The plot suggests a rather stable runtime for a large fraction of datasets, as to be expected. The runtime of the GIF algorithm seems to increase moderately for larger K. Interestingly, the satellite dataset in general also seems to show increasing runtimes for a larger K but the increase is much more irregular when compared to the other datasets, while the dataset characteristics do not seem to be significantly different. The plot shows lower runtimes for \(K = 3\) and \(K=6\) suggesting that GIF for some specific dataset might be sensitive to the choice of the K parameter and otherwise tends to build larger, deeper trees, that lead to an unusual increase in runtime. Nevertheless, it can be stated, that the runtimes of the GIF algorithm do not seem to be heavily impacted by an increase in K, albeit there are some datasets which exhibit irregularities in their runtime behavior.
Regarding the ROC AUC score, we find quite stable predictive performances for most datasets when varying the K parameter indicating an insensitiveness of the GIF algorithm with regard to this parameter. It is indeed interesting to note, however, that the ROC AUC score seems to (moderately) decrease with a larger K for datasets like mammography and waveform. Here, it is conceivable that these specific datasets do not profit, but suffer from finding more partitions in their data space. The satellite dataset does not seem to exhibit any regularity with regard to the K parameter.
Second, we want to investigate how much the scaling parameter from the RBF kernel influences runtime and predictive performance. From the definition of the RBF kernel, we know that smaller scalings lead to more dissimilar observations. Conversely, larger scalings lead to more similar observations. As the GTr induction routine seeks to find compact and thus also very similar partitions, the trees potentially become a lot deeper for smaller \(\sigma < 1\) which in turn impacts the runtime negatively. Hence, we expect, that the runtime for smaller \(\sigma \) values is measurably higher than for larger \(\sigma \) values. For analysis, we only consider experiments with \(K = 5\).

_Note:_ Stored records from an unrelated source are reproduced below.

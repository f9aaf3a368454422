//! # trailhead-api
//!
//! Tour booking platform: a JSON API under `/api/v1` plus server-rendered
//! pages, in front of a document database.
//!
//! The interesting part is the request pipeline: security headers, per-IP
//! rate limiting, operator-injection sanitization, token authentication with
//! role guards, generic CRUD handler cores instantiated per resource, and a
//! central error type that renders JSON for the API and an error page for
//! browser traffic.

pub mod auth;
pub mod config;
pub mod db;
pub mod email;
pub mod error;
pub mod handlers;
pub mod media;
pub mod middleware;
pub mod models;
pub mod payments;
pub mod query;
pub mod repository;
pub mod routes;
pub mod state;
pub mod telemetry;

/// Prelude module for convenient imports
pub mod prelude {
    pub use crate::config::Config;
    pub use crate::error::{Error, Result};
    pub use crate::state::AppState;
}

The results are shown in Fig. 3.
The observed runtime behavior confirms our expectations across all chosen datasets. However, it is interesting to see that the runtime not only decreases for increasing kernel scalings, but the runtimes also seem to reach a plateau for \(s \ge 2.5\). It seems that the tree induction routines experience a saturation effect, in which the runtime is not able to decrease anymore after the scaling parameter exceeded some value. A possible explanation for this is that GIF precludes smaller trees since observations become more similar for larger kernel scaling values. From the accompanying ROC AUC plot, we see a clear runtime vs. performance tradeoff in some cases. Datasets like PenDigits, Mammography, Annthyroid, and Wilt seem to benefit from smaller scalings which admittedly lead to higher runtime but improves the predictive performance.
Application to financial transaction data
In this section, we highlight the usability of our method in the context of finding transactional fraud in financial data. Transaction fraud is a wellknown problem in the financial sector in which criminals perform unauthorized transactions with stolen credit card information [3]. Fraud detection algorithms try to automatically find financial fraud possibly before a dubious transaction is even been processed while keeping the regular transactions untouched. This introduces a multitude of challenges for detection algorithms [3, 10]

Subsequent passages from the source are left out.